When you live in a big suburban home, you have the luxury of a lot of space. That means that most if not all of your children’s possessions probably are stored in their bedrooms, and the rest of the house is for your stuff.
That doesn’t work in a tiny house, however. Everyone needs to share the space equally. That means that kids’ stuff will be stored not just in their lofts, but in the main living area. In this photo, you can see the “kids’ corner” in a lovely tiny home owned by the Kasl family.
5. Set aside spaces for private time.
Everyone needs privacy—which is difficult to achieve in a tiny home. Privacy is important for kids and even more important for teenagers. So when you are selecting your layout, make sure it has some private “nooks” like this home owned by the Morrisons
6. Plan at some point to build tiny houses for your teens.
Previously I shared the kids’ corner in the Kasl family home. At present, the Kasl kids are young, and feel comfortable living in tight quarters with each other and their parents. But the Kasls are realistic, and know that one day, their kids will probably want more autonomy.
So the Kasl parents have a great plan for what to do when their kids become teens. “We are looking forward to a big high school project of helping each of the kids build their own tiny houses,” they explain. “Building their own houses will give them an opportunity to gain construction skills, learn how to be self-sufficient, and give them the option of starting a life with mortgage freedom.”
What a brilliant idea.
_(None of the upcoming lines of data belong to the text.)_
//! Zobrist Hashing
//!
//! 预计算的随机数表，棋盘哈希 = 所有棋子哈希值的 XOR。
//! `v ^ v = 0` 使单个棋子的增量切换成为可能。

use crate::board::Board;
use crate::types::{Color, Position, NUM_PIECE_KINDS, NUM_SQUARES};
use rand::prelude::*;

/// Zobrist 随机数表
///
/// 每个 (颜色 x 棋子类型, 格子) 一个独立的 64 位随机数，
/// 外加一个"轮到黑方"的随机数。固定种子保证可复现。
pub struct ZobristTable {
    // [color][kind][square]
    pieces: [[[u64; NUM_SQUARES]; NUM_PIECE_KINDS]; 2],
    side_to_move: u64,
}

impl ZobristTable {
    fn new() -> Self {
        let mut rng = StdRng::seed_from_u64(0x5A0B_1257);
        let mut pieces = [[[0u64; NUM_SQUARES]; NUM_PIECE_KINDS]; 2];

        for color in pieces.iter_mut() {
            for kind in color.iter_mut() {
                for sq in kind.iter_mut() {
                    *sq = rng.gen();
                }
            }
        }

        ZobristTable {
            pieces,
            side_to_move: rng.gen(),
        }
    }

    /// 某棋子在某格的哈希分量
    #[inline]
    pub fn piece_hash(&self, pos: Position, piece: crate::types::Piece) -> u64 {
        self.pieces[piece.color.index()][piece.kind.index()][pos.to_index()]
    }

    /// 轮到黑方的哈希分量
    #[inline]
    pub fn side_hash(&self) -> u64 {
        self.side_to_move
    }
}

lazy_static::lazy_static! {
    /// 全局 Zobrist 表（只读数据）
    pub static ref ZOBRIST: ZobristTable = ZobristTable::new();
}

/// 计算棋盘的 Zobrist 哈希
///
/// 纯函数：仅由棋子占位和走子方决定。
pub fn hash_board(board: &Board) -> u64 {
    let mut hash = 0u64;

    for (pos, piece) in board.pieces(None) {
        hash ^= ZOBRIST.piece_hash(pos, piece);
    }

    if board.current_turn() == Color::Black {
        hash ^= ZOBRIST.side_hash();
    }

    hash
}

#[cfg(test)]
mod tests {
    use super::*;
    use crate::types::Move;

    #[test]
    fn test_hash_deterministic() {
        let a = Board::new();
        let b = Board::new();
        assert_eq!(hash_board(&a), hash_board(&b));
    }

    #[test]
    fn test_hash_depends_on_side_to_move() {
        let red = Board::from_fen("4k4/9/9/9/9/9/9/9/9/4K4 w").unwrap();
        let black = Board::from_fen("4k4/9/9/9/9/9/9/9/9/4K4 b").unwrap();
        assert_ne!(hash_board(&red), hash_board(&black));
        assert_eq!(
            hash_board(&red) ^ ZOBRIST.side_hash(),
            hash_board(&black)
        );
    }

    #[test]
    fn test_hash_restored_after_undo() {
        let mut board = Board::new();
        let before = hash_board(&board);
        let mv = Move::from_coord_str("b2e2").unwrap();
        let captured = board.make_move(mv);
        assert_ne!(hash_board(&board), before);
        board.undo_move(mv, captured);
        assert_eq!(hash_board(&board), before);
    }

    #[test]
    fn test_hash_differs_after_move() {
        let mut board = Board::new();
        let before = hash_board(&board);
        board.make_move(Move::from_coord_str("a0a1").unwrap());
        assert_ne!(hash_board(&board), before);
    }
}
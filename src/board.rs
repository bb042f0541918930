//! 中国象棋棋盘
//!
//! 使用 90 格数组存储棋子，make/unmake 方式走子（不克隆棋盘）。

use crate::fen::{parse_fen, squares_to_fen, INITIAL_FEN};
use crate::types::{Color, GameResult, Move, Piece, PieceKind, Position, BOARD_COLS};

/// 棋盘状态
#[derive(Clone)]
pub struct Board {
    /// 90 个格子的棋子数组 (10 行 x 9 列)
    squares: [Option<Piece>; 90],
    current_turn: Color,
    /// 缓存红方帅的位置
    red_king_pos: Option<Position>,
    /// 缓存黑方将的位置
    black_king_pos: Option<Position>,
}

impl Board {
    /// 初始局面
    pub fn new() -> Board {
        Board::from_fen(INITIAL_FEN).expect("INITIAL_FEN must parse")
    }

    /// 从 FEN 字符串创建棋盘
    pub fn from_fen(fen: &str) -> Result<Board, String> {
        let state = parse_fen(fen)?;
        let mut squares = [None; 90];
        let mut red_king_pos = None;
        let mut black_king_pos = None;

        for (pos, piece) in state.pieces {
            if piece.kind == PieceKind::King {
                match piece.color {
                    Color::Red => red_king_pos = Some(pos),
                    Color::Black => black_king_pos = Some(pos),
                }
            }
            squares[pos.to_index()] = Some(piece);
        }

        Ok(Board {
            squares,
            current_turn: state.turn,
            red_king_pos,
            black_king_pos,
        })
    }

    /// 序列化为 FEN 字符串
    pub fn to_fen(&self) -> String {
        squares_to_fen(&self.squares, self.current_turn)
    }

    /// 当前走子方
    #[inline]
    pub fn current_turn(&self) -> Color {
        self.current_turn
    }

    /// 设置走子方（用于 Null Move Pruning 的"让着"）
    #[inline]
    pub fn set_turn(&mut self, color: Color) {
        self.current_turn = color;
    }

    /// 获取某位置的棋子
    #[inline]
    pub fn get_piece(&self, pos: Position) -> Option<Piece> {
        if !pos.is_valid() {
            return None;
        }
        self.squares[pos.to_index()]
    }

    #[inline]
    fn has_piece(&self, pos: Position) -> bool {
        pos.is_valid() && self.squares[pos.to_index()].is_some()
    }

    /// 棋子格子数组（供 Zobrist 哈希和评估遍历）
    #[inline]
    pub fn squares(&self) -> &[Option<Piece>; 90] {
        &self.squares
    }

    /// 遍历所有棋子（可按颜色过滤）
    pub fn pieces(&self, color: Option<Color>) -> impl Iterator<Item = (Position, Piece)> + '_ {
        self.squares
            .iter()
            .enumerate()
            .filter_map(|(idx, p)| p.map(|piece| (Position::from_index(idx), piece)))
            .filter(move |(_, p)| color.map_or(true, |c| p.color == c))
    }

    /// 找到将/帅的位置（使用缓存）
    #[inline]
    pub fn find_king(&self, color: Color) -> Option<Position> {
        match color {
            Color::Red => self.red_king_pos,
            Color::Black => self.black_king_pos,
        }
    }

    /// 执行走法，返回被吃的棋子（undo_move 的精确逆操作需要它）
    pub fn make_move(&mut self, mv: Move) -> Option<Piece> {
        let from_idx = mv.from.to_index();
        let to_idx = mv.to.to_index();

        let piece = self.squares[from_idx].take()?;
        let captured = self.squares[to_idx].take();

        if piece.kind == PieceKind::King {
            match piece.color {
                Color::Red => self.red_king_pos = Some(mv.to),
                Color::Black => self.black_king_pos = Some(mv.to),
            }
        }
        if let Some(cap) = captured {
            if cap.kind == PieceKind::King {
                match cap.color {
                    Color::Red => self.red_king_pos = None,
                    Color::Black => self.black_king_pos = None,
                }
            }
        }

        self.squares[to_idx] = Some(piece);
        self.current_turn = self.current_turn.opposite();

        captured
    }

    /// 撤销走法
    pub fn undo_move(&mut self, mv: Move, captured: Option<Piece>) {
        let from_idx = mv.from.to_index();
        let to_idx = mv.to.to_index();

        let piece = self.squares[to_idx].take().expect("undo_move: no piece at to");

        if piece.kind == PieceKind::King {
            match piece.color {
                Color::Red => self.red_king_pos = Some(mv.from),
                Color::Black => self.black_king_pos = Some(mv.from),
            }
        }
        self.squares[from_idx] = Some(piece);

        if let Some(cap) = captured {
            if cap.kind == PieceKind::King {
                match cap.color {
                    Color::Red => self.red_king_pos = Some(mv.to),
                    Color::Black => self.black_king_pos = Some(mv.to),
                }
            }
            self.squares[to_idx] = Some(cap);
        }

        self.current_turn = self.current_turn.opposite();
    }

    #[inline]
    fn can_move_to(&self, color: Color, pos: Position) -> bool {
        if !pos.is_valid() {
            return false;
        }
        match self.get_piece(pos) {
            None => true,
            Some(target) => target.color != color,
        }
    }

    /// 获取某棋子的所有伪合法目标位置（不考虑将军）
    pub fn potential_moves(&self, pos: Position, piece: Piece) -> Vec<Position> {
        match piece.kind {
            PieceKind::King => self.king_moves(pos, piece.color),
            PieceKind::Advisor => self.advisor_moves(pos, piece.color),
            PieceKind::Elephant => self.elephant_moves(pos, piece.color),
            PieceKind::Horse => self.horse_moves(pos, piece.color),
            PieceKind::Rook => self.rook_moves(pos, piece.color),
            PieceKind::Cannon => self.cannon_moves(pos, piece.color),
            PieceKind::Pawn => self.pawn_moves(pos, piece.color),
        }
    }

    fn king_moves(&self, pos: Position, color: Color) -> Vec<Position> {
        let mut moves = Vec::with_capacity(4);
        let directions: [(i8, i8); 4] = [(1, 0), (-1, 0), (0, 1), (0, -1)];

        for (dr, dc) in directions {
            let new_pos = pos.offset(dr, dc);
            if new_pos.is_in_palace(color) && self.can_move_to(color, new_pos) {
                moves.push(new_pos);
            }
        }

        moves
    }

    fn advisor_moves(&self, pos: Position, color: Color) -> Vec<Position> {
        let mut moves = Vec::with_capacity(4);
        let directions: [(i8, i8); 4] = [(1, 1), (1, -1), (-1, 1), (-1, -1)];

        for (dr, dc) in directions {
            let new_pos = pos.offset(dr, dc);
            if new_pos.is_in_palace(color) && self.can_move_to(color, new_pos) {
                moves.push(new_pos);
            }
        }

        moves
    }

    fn elephant_moves(&self, pos: Position, color: Color) -> Vec<Position> {
        let mut moves = Vec::with_capacity(4);
        // 田字格与象眼
        let directions: [((i8, i8), (i8, i8)); 4] = [
            ((2, 2), (1, 1)),
            ((2, -2), (1, -1)),
            ((-2, 2), (-1, 1)),
            ((-2, -2), (-1, -1)),
        ];

        for ((dr, dc), (er, ec)) in directions {
            let new_pos = pos.offset(dr, dc);
            let eye_pos = pos.offset(er, ec);

            // 象不能过河
            if !new_pos.is_valid() || !new_pos.is_on_own_side(color) {
                continue;
            }
            // 塞象眼
            if self.has_piece(eye_pos) {
                continue;
            }
            if self.can_move_to(color, new_pos) {
                moves.push(new_pos);
            }
        }

        moves
    }

    fn horse_moves(&self, pos: Position, color: Color) -> Vec<Position> {
        let mut moves = Vec::with_capacity(8);
        // 日字格与马腿
        let directions: [((i8, i8), (i8, i8)); 8] = [
            ((2, 1), (1, 0)),
            ((2, -1), (1, 0)),
            ((-2, 1), (-1, 0)),
            ((-2, -1), (-1, 0)),
            ((1, 2), (0, 1)),
            ((1, -2), (0, -1)),
            ((-1, 2), (0, 1)),
            ((-1, -2), (0, -1)),
        ];

        for ((dr, dc), (lr, lc)) in directions {
            let new_pos = pos.offset(dr, dc);
            let leg_pos = pos.offset(lr, lc);

            // 蹩马腿
            if self.has_piece(leg_pos) {
                continue;
            }
            if new_pos.is_valid() && self.can_move_to(color, new_pos) {
                moves.push(new_pos);
            }
        }

        moves
    }

    fn rook_moves(&self, pos: Position, color: Color) -> Vec<Position> {
        let mut moves = Vec::with_capacity(17);
        let directions: [(i8, i8); 4] = [(1, 0), (-1, 0), (0, 1), (0, -1)];

        for (dr, dc) in directions {
            let mut new_pos = pos.offset(dr, dc);
            while new_pos.is_valid() {
                match self.get_piece(new_pos) {
                    None => moves.push(new_pos),
                    Some(target) => {
                        if target.color != color {
                            moves.push(new_pos);
                        }
                        break;
                    }
                }
                new_pos = new_pos.offset(dr, dc);
            }
        }

        moves
    }

    fn cannon_moves(&self, pos: Position, color: Color) -> Vec<Position> {
        let mut moves = Vec::with_capacity(17);
        let directions: [(i8, i8); 4] = [(1, 0), (-1, 0), (0, 1), (0, -1)];

        for (dr, dc) in directions {
            let mut new_pos = pos.offset(dr, dc);
            let mut found_screen = false;

            while new_pos.is_valid() {
                match self.get_piece(new_pos) {
                    None => {
                        if !found_screen {
                            moves.push(new_pos);
                        }
                    }
                    Some(target) => {
                        if !found_screen {
                            // 炮架
                            found_screen = true;
                        } else {
                            if target.color != color {
                                moves.push(new_pos);
                            }
                            break;
                        }
                    }
                }
                new_pos = new_pos.offset(dr, dc);
            }
        }

        moves
    }

    fn pawn_moves(&self, pos: Position, color: Color) -> Vec<Position> {
        let mut moves = Vec::with_capacity(3);
        let forward = if color == Color::Red { 1 } else { -1 };

        let forward_pos = pos.offset(forward, 0);
        if forward_pos.is_valid() && self.can_move_to(color, forward_pos) {
            moves.push(forward_pos);
        }

        // 过河后可以左右走
        if pos.has_crossed_river(color) {
            for dc in [-1, 1] {
                let side_pos = pos.offset(0, dc);
                if side_pos.is_valid() && self.can_move_to(color, side_pos) {
                    moves.push(side_pos);
                }
            }
        }

        moves
    }

    /// 检查某方是否被将军
    ///
    /// 没有将/帅的残缺局面按"未被将军"处理，评估端会给出极端分数。
    pub fn is_in_check(&self, color: Color) -> bool {
        match self.find_king(color) {
            Some(king_pos) => self.is_position_attacked(king_pos, color.opposite()),
            None => false,
        }
    }

    /// 检测某位置是否被某方攻击（不生成完整走法列表）
    ///
    /// 将/帅的直线射程包含在内，使飞将（将帅对脸）在合法性过滤中
    /// 自动按被攻击处理。
    pub fn is_position_attacked(&self, target_pos: Position, attacker_color: Color) -> bool {
        // 车/炮/将的直线攻击
        for (dr, dc) in [(1, 0), (-1, 0), (0, 1), (0, -1)] {
            let mut pos = target_pos.offset(dr, dc);
            let mut found_screen = false;
            while pos.is_valid() {
                if let Some(piece) = self.get_piece(pos) {
                    if piece.color == attacker_color {
                        match piece.kind {
                            PieceKind::Rook | PieceKind::King if !found_screen => return true,
                            PieceKind::Cannon if found_screen => return true,
                            _ => {}
                        }
                    }
                    if found_screen {
                        break;
                    }
                    found_screen = true;
                }
                pos = pos.offset(dr, dc);
            }
        }

        // 马的攻击（注意马腿在马的位置与目标之间）
        let horse_attacks: [((i8, i8), (i8, i8)); 8] = [
            ((2, 1), (1, 0)),
            ((2, -1), (1, 0)),
            ((-2, 1), (-1, 0)),
            ((-2, -1), (-1, 0)),
            ((1, 2), (0, 1)),
            ((1, -2), (0, -1)),
            ((-1, 2), (0, 1)),
            ((-1, -2), (0, -1)),
        ];
        for ((dr, dc), (lr, lc)) in horse_attacks {
            let horse_pos = target_pos.offset(dr, dc);
            let leg_pos = horse_pos.offset(-lr, -lc);
            if let Some(piece) = self.get_piece(horse_pos) {
                if piece.color == attacker_color
                    && piece.kind == PieceKind::Horse
                    && !self.has_piece(leg_pos)
                {
                    return true;
                }
            }
        }

        // 兵的攻击
        let forward = if attacker_color == Color::Red { 1 } else { -1 };
        for (dr, dc) in [(-forward, 0), (0, -1), (0, 1)] {
            let pawn_pos = target_pos.offset(dr, dc);
            if let Some(piece) = self.get_piece(pawn_pos) {
                if piece.color == attacker_color && piece.kind == PieceKind::Pawn {
                    if dr == -forward {
                        return true;
                    }
                    // 横向攻击只有过河后才行
                    if dc != 0 && pawn_pos.has_crossed_river(attacker_color) {
                        return true;
                    }
                }
            }
        }

        false
    }

    /// 获取某位置棋子的所有合法走法（排除送将与飞将）
    pub fn legal_moves_from(&self, from: Position) -> Vec<Move> {
        let piece = match self.get_piece(from) {
            Some(p) => p,
            None => return Vec::new(),
        };
        let mut board = self.clone();
        board.legal_moves_of_piece(from, piece)
    }

    fn legal_moves_of_piece(&mut self, from: Position, piece: Piece) -> Vec<Move> {
        let mut moves = Vec::new();
        for to in self.potential_moves(from, piece) {
            let mv = Move::new(from, to);
            let captured = self.make_move(mv);
            let in_check = self.is_in_check(piece.color);
            self.undo_move(mv, captured);
            if !in_check {
                moves.push(mv);
            }
        }
        moves
    }

    /// 获取某方所有合法走法
    pub fn legal_moves(&self, color: Color) -> Vec<Move> {
        let mut board = self.clone();
        let mut moves = Vec::with_capacity(50);

        let my_pieces: Vec<(Position, Piece)> = board.pieces(Some(color)).collect();
        for (from, piece) in my_pieces {
            moves.extend(board.legal_moves_of_piece(from, piece));
        }

        moves
    }

    /// 获取某方所有吃子走法（静态搜索用）
    pub fn capture_moves(&self, color: Color) -> Vec<Move> {
        self.legal_moves(color)
            .into_iter()
            .filter(|mv| self.get_piece(mv.to).is_some())
            .collect()
    }

    /// 判断游戏结果
    ///
    /// 被将死则对方获胜；无子可动但未被将军按和棋处理。
    pub fn game_result(&self) -> GameResult {
        if self.red_king_pos.is_none() {
            return GameResult::BlackWin;
        }
        if self.black_king_pos.is_none() {
            return GameResult::RedWin;
        }

        if self.legal_moves(self.current_turn).is_empty() {
            if self.is_in_check(self.current_turn) {
                match self.current_turn {
                    Color::Red => GameResult::BlackWin,
                    Color::Black => GameResult::RedWin,
                }
            } else {
                GameResult::Draw
            }
        } else {
            GameResult::Ongoing
        }
    }
}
Tiny house living can result in more freedom and autonomy for growing kids, not less.
7. Give kids a “hideaway.”
When it comes to privacy, sometimes a “nook” is not really enough. Teri over at Homestead Honey came up with the genius idea of creating this “Kid Cave.” It is a completely private space underneath a bed where her small children can truly have their own space.
8. Put away materials for projects at the end of each day.
Any project which you or your kids (especially your kids) work on is going to turn the living area of your home into a total mess. If you lived in a full-size house, those projects would be confined to the basement, garage, kids’ rooms, and so on—so it would be okay to leave them out until they are completed.
In a tiny house, you do not have that luxury. If projects are left out, the clutter will accumulate rapidly, and very soon, you will not have space to eat, relax, and do other daily activities. So you may want to designate a cabinet somewhere in your home where projects-in-progress and supplies can be easily stowed away at the end of each day.
9. Use a storage shed for toys.
Kids’ toys can easily add up to a lot of clutter, so you will want to take steps to ensure that your tiny house stays relatively open and unobstructed. That may tempt you to cull your children’s toys, and in some cases, that might be appropriate. If your children are very attached to their toys, however, there is a better option, and that is to build a storage shed out back, or rent one nearby. That way you can rotate the toys.
10. Carefully weigh the pros and cons of homeschooling.
Finally, one more thing you will need to think about is a lifestyle decision, and that is whether to homeschool your kids or not. A lot of tiny home owners do this because it gives them the freedom to move around or live off the grid. The downsides are that you get less alone time, and your kids miss out on a chance to learn with their peers in a school setting.
There is no one answer to this question that is going to apply to everyone. For some families, homeschooling may be the best option, while for others, sending children to a traditional public or private school may make more sense.
Conclusion: Living in a Tiny House with Kids is a Challenge, But You Can Make It Work
If you have been holding off on moving into a tiny house because you have kids, you might want to consider going ahead with your idea. If your kids are old enough to give you their input, talk to them about it and see if they are open to it. If they are still very young, they should adapt to tiny house living just fine if you come up with a layout which will provide them with the space and privacy they need to learn and play in comfort.